The submitted crinecerfont NDAs included: the primary presentation of efficacy and safety of crinecerfont for the treatment of classic CAH as (1) a capsule formulation (NDA# 218808); and (2) as an oral solution formulation (NDA# 218820). The agency set Prescription Drug User Fee (PDUFA) target action dates of December 29 and December 30, 2024, respectively. The FDA stated it is not currently planning to hold an advisory committee meeting to discuss these applications.

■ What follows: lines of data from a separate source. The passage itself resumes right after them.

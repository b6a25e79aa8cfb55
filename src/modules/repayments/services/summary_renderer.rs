use std::fmt;

use crate::modules::repayments::models::{SimulationInput, SimulationResult, SimulationStatus};

const MIN_COLUMN_WIDTH: usize = 10;

/// Renders a simulation as a plain-text report
///
/// The report opens with the plan's totals, follows with one table row per
/// simulated month (amount paid to every obligation) and ends with the month
/// each obligation was settled in.
pub struct SummaryRenderer;

impl SummaryRenderer {
    pub fn render(input: &SimulationInput, result: &SimulationResult) -> String {
        SummaryReport { input, result }.to_string()
    }
}

struct SummaryReport<'a> {
    input: &'a SimulationInput,
    result: &'a SimulationResult,
}

impl SummaryReport<'_> {
    fn write_header(&self, f: &mut fmt::Formatter<'_>) -> fmt::Result {
        let input = self.input;
        writeln!(f, "Monthly salary: {:.2}", input.monthly_salary)?;
        writeln!(f, "Monthly living expense: {:.2}", input.living_expense)?;
        writeln!(f, "Total debt: {:.2}", input.total_debt())?;
        writeln!(f, "Total course fees: {:.2}", input.total_course_fees())?;
        writeln!(f, "Monthly course fees: {:.2}", input.monthly_course_total())?;
        writeln!(f, "Longest course term: {} months", input.longest_course_term())?;
        writeln!(f, "Start month: {} ({})", input.start_month, input.base_year)?;
        writeln!(f, "{}", "-".repeat(50))
    }

    fn write_outcome(&self, f: &mut fmt::Formatter<'_>) -> fmt::Result {
        match self.result.status {
            SimulationStatus::Ok => writeln!(
                f,
                "Completed all repayments and course fees in {} months.",
                self.result.total_months
            ),
            SimulationStatus::ExceededHorizon => writeln!(
                f,
                "Stopped after {} months with obligations still outstanding.",
                self.result.total_months
            ),
            SimulationStatus::InsufficientIncome => {
                writeln!(f, "Salary does not cover living expenses; nothing was repaid.")
            }
        }
    }

    fn write_table(&self, f: &mut fmt::Formatter<'_>, ids: &[String]) -> fmt::Result {
        let widths: Vec<usize> = ids
            .iter()
            .map(|id| MIN_COLUMN_WIDTH.max(id.chars().count() + 2))
            .collect();

        write!(
            f,
            "{:>w$}{:>w$}{:>w$}",
            "Month",
            "Label",
            "Available",
            w = MIN_COLUMN_WIDTH
        )?;
        for (id, width) in ids.iter().zip(&widths) {
            write!(f, "{:>w$}", id, w = *width)?;
        }
        writeln!(f)?;
        writeln!(
            f,
            "{}",
            "-".repeat(MIN_COLUMN_WIDTH * 3 + widths.iter().sum::<usize>())
        )?;

        for record in &self.result.ledger {
            write!(
                f,
                "{:>w$}{:>w$}{:>w$.2}",
                record.month_index,
                record.calendar_label.to_string(),
                record.disposable_income,
                w = MIN_COLUMN_WIDTH
            )?;
            for (id, width) in ids.iter().zip(&widths) {
                write!(f, "{:>w$.2}", record.paid_to(id), w = *width)?;
            }
            writeln!(f)?;
        }

        Ok(())
    }

    fn write_completions(&self, f: &mut fmt::Formatter<'_>, ids: &[String]) -> fmt::Result {
        writeln!(f, "Settled in:")?;
        for id in ids {
            match self.result.completion_month(id) {
                Some(month) => writeln!(f, "{} -> month {}", id, month)?,
                None => writeln!(f, "{} -> not settled", id)?,
            }
        }
        Ok(())
    }
}

impl fmt::Display for SummaryReport<'_> {
    fn fmt(&self, f: &mut fmt::Formatter<'_>) -> fmt::Result {
        let ids = self.input.obligation_ids();

        self.write_header(f)?;
        self.write_outcome(f)?;
        writeln!(f)?;
        self.write_table(f, &ids)?;
        writeln!(f)?;
        self.write_completions(f, &ids)
    }
}
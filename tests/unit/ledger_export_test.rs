// Tests for the CSV ledger export and the text summary

use repayplan::repayments::{
    simulate, Course, Debtor, LedgerCsvExporter, SimulationInput, SummaryRenderer,
};

fn plan() -> SimulationInput {
    SimulationInput {
        monthly_salary: 4000.0,
        living_expense: 1500.0,
        start_month: 11,
        base_year: 2025,
        debtors: vec![Debtor::new("Mum", 3000.0), Debtor::new("Brother", 1000.0)],
        courses: vec![Course::new(1500.0, 3)],
    }
}

fn read_rows(bytes: &[u8]) -> Vec<csv::StringRecord> {
    csv::Reader::from_reader(bytes)
        .records()
        .collect::<Result<Vec<_>, _>>()
        .expect("export must be valid CSV")
}

#[test]
fn test_export_has_one_row_per_month() {
    let result = simulate(&plan()).unwrap();
    let bytes = LedgerCsvExporter::new().to_bytes(&result).unwrap();

    assert_eq!(read_rows(&bytes).len(), result.ledger.len());
}

#[test]
fn test_export_rows_are_keyed_by_calendar_label() {
    let result = simulate(&plan()).unwrap();
    let bytes = LedgerCsvExporter::new().to_bytes(&result).unwrap();
    let rows = read_rows(&bytes);

    let labels: Vec<&str> = rows.iter().map(|r| &r[1]).collect();
    let expected: Vec<String> = result
        .ledger
        .iter()
        .map(|r| r.calendar_label.to_string())
        .collect();
    assert_eq!(labels, expected);
    // Plan drawn up in November: first instalment lands in December, then rolls over
    assert_eq!(labels[0], "2025/12");
    assert_eq!(labels[1], "2026/01");
}

#[test]
fn test_export_columns_pair_paid_and_remaining() {
    let result = simulate(&plan()).unwrap();
    let bytes = LedgerCsvExporter::new().to_bytes(&result).unwrap();

    let mut reader = csv::Reader::from_reader(bytes.as_slice());
    let headers: Vec<String> = reader
        .headers()
        .unwrap()
        .iter()
        .map(str::to_string)
        .collect();

    assert_eq!(
        headers,
        vec![
            "month",
            "label",
            "disposable_income",
            "Brother paid",
            "Brother remaining",
            "Mum paid",
            "Mum remaining",
            "course_1 paid",
            "course_1 remaining",
            "leftover",
        ]
    );

    let first = reader.records().next().unwrap().unwrap();
    // 2500 disposable, course takes 500, 2000 split 3:1
    assert_eq!(&first[3], "500.00");
    assert_eq!(&first[4], "500.00");
    assert_eq!(&first[5], "1500.00");
    assert_eq!(&first[6], "1500.00");
    assert_eq!(&first[7], "500.00");
    assert_eq!(&first[8], "1000.00");
    assert_eq!(&first[9], "0.00");
}

#[test]
fn test_summary_lists_every_obligation() {
    let input = plan();
    let result = simulate(&input).unwrap();
    let summary = SummaryRenderer::render(&input, &result);

    assert!(summary.contains("Mum -> month"));
    assert!(summary.contains("Brother -> month"));
    assert!(summary.contains("course_1 -> month 3"));
    assert!(summary.contains(&format!(
        "Completed all repayments and course fees in {} months.",
        result.total_months
    )));
}
use serde::{Deserialize, Serialize};
use std::collections::BTreeMap;
use std::fmt;

use super::obligation::{Course, Debtor};
use crate::core::MonthLabel;

/// Validated plan handed to the simulator
///
/// Owned by the caller for the duration of one run; nothing here outlives the
/// call to `simulate`.
#[derive(Debug, Clone, PartialEq, Serialize, Deserialize)]
pub struct SimulationInput {
    pub monthly_salary: f64,
    pub living_expense: f64,
    /// Month the plan is drawn up in (1-12)
    pub start_month: u32,
    /// Calendar year that `start_month` falls in
    pub base_year: i32,
    pub debtors: Vec<Debtor>,
    pub courses: Vec<Course>,
}

impl SimulationInput {
    pub fn disposable_income(&self) -> f64 {
        self.monthly_salary - self.living_expense
    }

    pub fn total_debt(&self) -> f64 {
        self.debtors.iter().map(|d| d.debt).sum()
    }

    pub fn total_course_fees(&self) -> f64 {
        self.courses.iter().map(|c| c.fee).sum()
    }

    /// Sum of every course's instalment, i.e. the draw while all courses run
    pub fn monthly_course_total(&self) -> f64 {
        self.courses.iter().map(Course::monthly_amount).sum()
    }

    pub fn longest_course_term(&self) -> u32 {
        self.courses.iter().map(|c| c.months).max().unwrap_or(0)
    }

    /// Ledger keys for every obligation: debtor names then course ids
    pub fn obligation_ids(&self) -> Vec<String> {
        self.debtors
            .iter()
            .map(|d| d.name.clone())
            .chain((0..self.courses.len()).map(Course::id_for))
            .collect()
    }
}

/// One simulated month; never mutated after it is appended to the ledger
#[derive(Debug, Clone, PartialEq, Serialize, Deserialize)]
pub struct MonthRecord {
    pub month_index: u32,
    pub calendar_label: MonthLabel,
    pub disposable_income: f64,
    /// Courses that received a positive payment this month
    pub course_payments: BTreeMap<String, f64>,
    /// Debtors that received a positive payment this month
    pub debtor_payments: BTreeMap<String, f64>,
    pub remaining_course_fees: BTreeMap<String, f64>,
    pub remaining_debtor_balances: BTreeMap<String, f64>,
    pub total_paid_this_month: f64,
    pub leftover_income_this_month: f64,
}

impl MonthRecord {
    /// Amount paid to an obligation this month, zero when it received nothing
    pub fn paid_to(&self, id: &str) -> f64 {
        self.debtor_payments
            .get(id)
            .or_else(|| self.course_payments.get(id))
            .copied()
            .unwrap_or(0.0)
    }

    /// Balance left on an obligation after this month's payments
    pub fn remaining_for(&self, id: &str) -> Option<f64> {
        self.remaining_debtor_balances
            .get(id)
            .or_else(|| self.remaining_course_fees.get(id))
            .copied()
    }
}

/// How a simulation run ended
#[derive(Debug, Clone, Copy, PartialEq, Eq, Serialize, Deserialize)]
#[serde(rename_all = "snake_case")]
pub enum SimulationStatus {
    /// Every obligation settled within the horizon
    Ok,
    /// Obligations still outstanding after the horizon
    ExceededHorizon,
    /// Salary does not exceed living expense
    InsufficientIncome,
}

impl SimulationStatus {
    pub fn as_str(&self) -> &'static str {
        match self {
            Self::Ok => "ok",
            Self::ExceededHorizon => "exceeded_horizon",
            Self::InsufficientIncome => "insufficient_income",
        }
    }
}

impl fmt::Display for SimulationStatus {
    fn fmt(&self, f: &mut fmt::Formatter<'_>) -> fmt::Result {
        write!(f, "{}", self.as_str())
    }
}

/// Month-by-month ledger plus completion bookkeeping
#[derive(Debug, Clone, PartialEq, Serialize, Deserialize)]
pub struct SimulationResult {
    pub ledger: Vec<MonthRecord>,
    /// Month index each course was settled in; absent if never settled
    pub course_completion_month: BTreeMap<String, u32>,
    /// Month index each debtor was settled in; absent if never settled
    pub debtor_completion_month: BTreeMap<String, u32>,
    pub total_months: u32,
    pub status: SimulationStatus,
}

impl SimulationResult {
    pub fn completion_month(&self, id: &str) -> Option<u32> {
        self.debtor_completion_month
            .get(id)
            .or_else(|| self.course_completion_month.get(id))
            .copied()
    }

    /// Sorted union of every debtor name and course id seen across the run
    pub fn obligation_columns(&self) -> Vec<String> {
        let mut columns: Vec<String> = self
            .ledger
            .iter()
            .flat_map(|record| {
                record
                    .remaining_debtor_balances
                    .keys()
                    .chain(record.remaining_course_fees.keys())
            })
            .cloned()
            .collect();
        columns.sort();
        columns.dedup();
        columns
    }
}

Priority Review designation by the FDA accelerates the review timeline by four months – and means the agency recognizes CAH is a serious condition with high unmet medical need and crinecerfont is a treatment that provides significant benefit over current therapy. Should crinecerfont receive FDA approval, it will enable Neurocrine Biosciences to activate its Rare Pediatric Disease Designation Priority Review Voucher – a designation granted in September 2020.